Replication. Biological evolution supplemented high
energy bonding with replication to preserve complexity.
As long as an organism can replicate at a rate faster
than it dies and disintegrates it will persist. This
mechanism has been remarkably successful in that it has
preserved a wide variety of biological forms for over
three and a half billion years even though an individual
organism lived for only a short period. Recently
evolution has supplemented biology’s genetic replicator
with the cultural memetic replicator. Ideas that have
the ability to be copied faster than they disintegrate
form the substance of culture. The replicator strategy
for persisting complexity may be summarized as: Make
copies faster then they are destroyed and it will last.
While cosmology
usually explains the ‘evolution’ of the early universe
in terms very different from Darwinian evolution there
are recent cosmological theories predicting the
evolution of universes much like ours. Lee Smolin, a
leading cosmologist, postulates an explicitly Darwinian
process, cosmological natural selection, as responsible
for producing the current state of the physical
universe.[i]
Our universe is a Goldilock’s universe, ‘just right’ for
producing stars, complex chemistry and life. At the
foundations of the best physical theories, which
describe our universe to exquisite accuracy, are 35
arbitrary parameters supplying values for some basic
properties like the masses of fundamental particles such
as the electron and proton. These parameters are not
predicted by the theory but rather their values have to
be obtained from measurements and then be inserted into
the theory. If the values of the fundamental parameters
were only slightly different no complexity would ever
have formed in our universe. Nothing more complex than
hydrogen gas would exist; no stars, no galaxies no life.
So why are these
basic parameters of our universe so precisely tuned to
produce stars, galaxies and life? Cosmological natural
selection provides an answer to this question.[ii]
A common theme of Universal Darwinism is that
progression through design space is cumulative. This
means that once a stable, complex state is achieved it
becomes a building block in the formation of yet more
complex entities. Given our ‘just right’ universe,
protons, neutrons and electrons become the building
blocks of atoms, atoms are the building blocks of
molecules, molecules the building blocks of life.
A
second common theme is that at each level only an
extremely small subset of the possible designs is able
to have an existence for any appreciable time. An
example is provided by the few hundred stable isotopes
that compose matter.
The ‘just right’ universe predicted by cosmological
natural selection bestowed the potential for complex
matter to form.
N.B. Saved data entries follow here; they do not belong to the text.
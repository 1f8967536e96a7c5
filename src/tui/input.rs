use std::time::Duration;

use crossterm::event::{self, Event, KeyCode, KeyEvent, KeyEventKind, MouseButton, MouseEvent, MouseEventKind};
use padloop::shared::{CycleDirection, InputEvent, PadId, PointerId};

use super::mode::{Overlay, TuiState};

const MOUSE: PointerId = PointerId(0);
const NUDGE_BPM: f32 = 5.0;

// poll for input from tui, tracks overlay and drag state in tuistate,
// resolves keys and mouse into input events for the session to handle
pub fn poll_input(timeout: Duration, ts: &mut TuiState) -> anyhow::Result<Vec<InputEvent>> {
    if !event::poll(timeout)? {
        return Ok(vec![]);
    }

    match event::read()? {
        Event::Key(key) if key.kind == KeyEventKind::Press => Ok(handle_key(key, ts)),
        Event::Mouse(mouse) => Ok(handle_mouse(mouse, ts)),
        _ => Ok(vec![]),
    }
}

pub fn handle_key(key: KeyEvent, ts: &mut TuiState) -> Vec<InputEvent> {
    let pages = ts.sheet_pages();
    match &mut ts.overlay {
        Overlay::TempoEntry(text) => {
            match key.code {
                KeyCode::Char(c) if c.is_ascii_digit() || c == '.' => text.push(c),
                KeyCode::Backspace => {
                    text.pop();
                }
                KeyCode::Enter => {
                    let text = std::mem::take(text);
                    ts.overlay = Overlay::None;
                    return vec![InputEvent::SetTempo(text)];
                }
                KeyCode::Esc => ts.overlay = Overlay::None,
                _ => {}
            }
            vec![]
        }
        Overlay::SoundSheet { pad, page } => {
            let pad = *pad;
            match key.code {
                KeyCode::Esc => ts.overlay = Overlay::None,
                KeyCode::Left => *page = page.saturating_sub(1),
                KeyCode::Right => *page = (*page + 1).min(pages - 1),
                KeyCode::Char(c) if c.is_ascii_digit() => {
                    // 1..9 then 0, like the number row
                    let digit = c.to_digit(10).map_or(0, |d| (d as usize + 9) % 10);
                    if let Some(entry) = ts.sheet_pick(digit) {
                        return vec![InputEvent::ToggleSound { pad, sound_id: entry.sound_id.clone() }];
                    }
                }
                _ => {}
            }
            vec![]
        }
        Overlay::None => handle_grid_key(key.code, ts),
    }
}

fn handle_grid_key(code: KeyCode, ts: &mut TuiState) -> Vec<InputEvent> {
    match code {
        KeyCode::Esc => vec![InputEvent::Quit],
        KeyCode::Char(' ') => vec![InputEvent::TogglePlay],
        KeyCode::Char('m') => vec![InputEvent::ToggleMute],
        KeyCode::Char('[') => vec![InputEvent::NudgeTempo(-NUDGE_BPM)],
        KeyCode::Char(']') => vec![InputEvent::NudgeTempo(NUDGE_BPM)],
        KeyCode::Char('b') => {
            ts.overlay = Overlay::TempoEntry(String::new());
            vec![]
        }

        // any keys on the 4x4 grid pad
        KeyCode::Char(c @ ('1' | '2' | '3' | '4'
            | 'q' | 'w' | 'e' | 'r'
            | 'a' | 's' | 'd' | 'f'
            | 'z' | 'x' | 'c' | 'v')) => match char_to_pad(c) {
            Some(pad) => {
                ts.last_pad = pad;
                vec![InputEvent::TapPad(pad)]
            }
            None => vec![],
        },

        // the rest act on whichever pad was touched last
        KeyCode::Char('/') | KeyCode::Enter => {
            ts.overlay = Overlay::SoundSheet { pad: ts.last_pad, page: 0 };
            vec![]
        }
        KeyCode::Char(',') => vec![InputEvent::CyclePad(ts.last_pad, CycleDirection::Backward)],
        KeyCode::Char('.') => vec![InputEvent::CyclePad(ts.last_pad, CycleDirection::Forward)],
        KeyCode::Backspace => vec![InputEvent::ClearPad(ts.last_pad)],

        _ => vec![],
    }
}

// left button is the one pointer. x is scaled to pixels so the swipe
// threshold means the same thing as on a touch screen
pub fn handle_mouse(mouse: MouseEvent, ts: &mut TuiState) -> Vec<InputEvent> {
    if ts.overlay != Overlay::None {
        return vec![];
    }
    let x = mouse.column as f32 * ts.cell_width_px;
    match mouse.kind {
        MouseEventKind::Down(MouseButton::Left) => match ts.pad_at(mouse.column, mouse.row) {
            Some(pad) => {
                ts.dragging = Some(pad);
                ts.last_pad = pad;
                vec![InputEvent::PointerDown { pointer: MOUSE, pad, x }]
            }
            None => vec![],
        },
        MouseEventKind::Drag(MouseButton::Left) => {
            let Some(pad) = ts.dragging else {
                return vec![];
            };
            if ts.pad_at(mouse.column, mouse.row) == Some(pad) {
                vec![InputEvent::PointerMove { pointer: MOUSE, x }]
            } else {
                // left the pad mid-contact
                ts.dragging = None;
                vec![InputEvent::PointerCancel { pointer: MOUSE }]
            }
        }
        MouseEventKind::Up(MouseButton::Left) => match ts.dragging.take() {
            Some(_) => vec![InputEvent::PointerUp { pointer: MOUSE }],
            None => vec![],
        },
        _ => vec![],
    }
}

// convert char to pad index
fn char_to_pad(c: char) -> Option<PadId> {
    let idx = match c {
        '1' => 0, '2' => 1, '3' => 2, '4' => 3,
        'q' => 4, 'w' => 5, 'e' => 6, 'r' => 7,
        'a' => 8, 's' => 9, 'd' => 10, 'f' => 11,
        'z' => 12, 'x' => 13, 'c' => 14, 'v' => 15,
        _ => return None,
    };
    Some(PadId(idx))
}

#[cfg(test)]
mod tests {
    use super::*;
    use crate::tui::mode::SheetEntry;
    use crossterm::event::KeyModifiers;
    use ratatui::layout::Rect;

    fn key(code: KeyCode) -> KeyEvent {
        KeyEvent::new(code, KeyModifiers::NONE)
    }

    fn mouse(kind: MouseEventKind, column: u16, row: u16) -> MouseEvent {
        MouseEvent { kind, column, row, modifiers: KeyModifiers::NONE }
    }

    fn with_pads() -> TuiState {
        let mut ts = TuiState::new(8.0);
        ts.pad_rects = vec![(PadId(0), Rect::new(0, 0, 10, 4)), (PadId(1), Rect::new(10, 0, 10, 4))];
        ts
    }

    #[test]
    fn grid_keys_tap_pads() {
        let mut ts = TuiState::default();
        assert_eq!(handle_key(key(KeyCode::Char('w')), &mut ts), vec![InputEvent::TapPad(PadId(5))]);
        assert_eq!(ts.last_pad, PadId(5));
        assert_eq!(handle_key(key(KeyCode::Esc), &mut ts), vec![InputEvent::Quit]);
    }

    #[test]
    fn tempo_entry_collects_text() {
        let mut ts = TuiState::default();
        assert!(handle_key(key(KeyCode::Char('b')), &mut ts).is_empty());
        for c in ['9', 'x', '5'] {
            handle_key(key(KeyCode::Char(c)), &mut ts);
        }
        assert_eq!(ts.overlay, Overlay::TempoEntry("95".into()));
        assert_eq!(handle_key(key(KeyCode::Enter), &mut ts), vec![InputEvent::SetTempo("95".into())]);
        assert_eq!(ts.overlay, Overlay::None);
    }

    #[test]
    fn sheet_digits_toggle_sounds() {
        let mut ts = TuiState::default();
        ts.sheet_entries = (0..3)
            .map(|i| SheetEntry { sound_id: format!("s{i}"), name: String::new(), color: None })
            .collect();
        ts.overlay = Overlay::SoundSheet { pad: PadId(7), page: 0 };
        assert_eq!(
            handle_key(key(KeyCode::Char('2')), &mut ts),
            vec![InputEvent::ToggleSound { pad: PadId(7), sound_id: "s1".into() }]
        );
        assert!(handle_key(key(KeyCode::Char('9')), &mut ts).is_empty());
        handle_key(key(KeyCode::Esc), &mut ts);
        assert_eq!(ts.overlay, Overlay::None);
    }

    #[test]
    fn drag_within_pad_moves_and_leaving_cancels() {
        let mut ts = with_pads();
        let down = handle_mouse(mouse(MouseEventKind::Down(MouseButton::Left), 5, 1), &mut ts);
        assert_eq!(down, vec![InputEvent::PointerDown { pointer: MOUSE, pad: PadId(0), x: 40.0 }]);
        let moved = handle_mouse(mouse(MouseEventKind::Drag(MouseButton::Left), 2, 1), &mut ts);
        assert_eq!(moved, vec![InputEvent::PointerMove { pointer: MOUSE, x: 16.0 }]);
        let left = handle_mouse(mouse(MouseEventKind::Drag(MouseButton::Left), 12, 1), &mut ts);
        assert_eq!(left, vec![InputEvent::PointerCancel { pointer: MOUSE }]);
        assert!(handle_mouse(mouse(MouseEventKind::Up(MouseButton::Left), 12, 1), &mut ts).is_empty());
    }

    #[test]
    fn click_off_the_grid_does_nothing() {
        let mut ts = with_pads();
        assert!(handle_mouse(mouse(MouseEventKind::Down(MouseButton::Left), 50, 50), &mut ts).is_empty());
        assert!(handle_mouse(mouse(MouseEventKind::Up(MouseButton::Left), 50, 50), &mut ts).is_empty());
    }
}
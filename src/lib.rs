//! padloop: a 4x4 sample-pad loop sequencer.
//!
//! Pads hold stacks of sounds, gestures on a pad toggle it, cycle its sound
//! or open its sound sheet, and a step clock walks the grid one pad per beat,
//! playing whichever armed pads it lands on. The terminal front end lives in
//! the binary; everything here is host independent and driven by explicit
//! time so it can be tested without a clock.

pub mod audio;
pub mod audio_api;
pub mod clock;
pub mod config;
pub mod error;
pub mod gesture;
pub mod loader;
pub mod middle;
pub mod pipeline;
pub mod sequencer;
pub mod shared;

pub use audio::AudioEngine;
pub use middle::PadSession;
// The smallest unit of audio; one stereo frame
#[repr(C)]
#[derive(Clone, Copy, Debug, Default, PartialEq)]
pub struct StereoFrame {
    pub left: f32,
    pub right: f32,
}

impl StereoFrame {
    pub fn zero() -> Self {
        Self::default()
    }

    pub fn mono(s: f32) -> Self {
        Self { left: s, right: s }
    }

    #[inline]
    pub fn scaled(self, gain: f32) -> Self {
        Self {
            left: self.left * gain,
            right: self.right * gain,
        }
    }

    #[inline]
    pub fn mix(&mut self, other: StereoFrame) {
        self.left += other.left;
        self.right += other.right;
    }
}
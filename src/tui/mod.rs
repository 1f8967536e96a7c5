pub mod grid;
pub mod input;
pub mod mode;
pub mod view;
All that remained was for designed space
to be explored and the stable or persistent
configurations found. When the universe had expanded and
cooled enough to allow quarks to condense into hadrons,
the two most common hadrons were protons and neutrons.
Groups of protons and neutrons can bond together to form
atoms. Atoms are distinguished as elements by the number
of protons they contain. Each element can have many
isotopes with the requisite proton count but differing
in their neutron count. As pure possibilities in design
space there are an infinite number of isotopes. In
reality only a few hundred are able to exist. Matter
that was able to find and occupy these stable niches
survived in their stable complex forms. Matter that
explored configurations as unstable isotopes had only a
brief existence in those states before reducing again to
their component parts. Most components eventually found
a niche in stable isotopes.
The range of
molecules in existence is highly reduced from the range
of pure possibilities in design space. With life this
principle is also true. As Richard Dawkins noted
‘However many ways there may be of being alive, it is
certain that there are vastly more ways of being dead,
or rather not alive.’[iii]
These two themes of cumulative complexity and a small
subset of stable designs span the breadth of Universal
Darwinism. With the evolution of chemistry to life an
important new evolutionary principle appeared. Prior to
life, the evolution of matter into more complex forms
was due to new inherent properties of matter being
exposed by properties of a changing environment.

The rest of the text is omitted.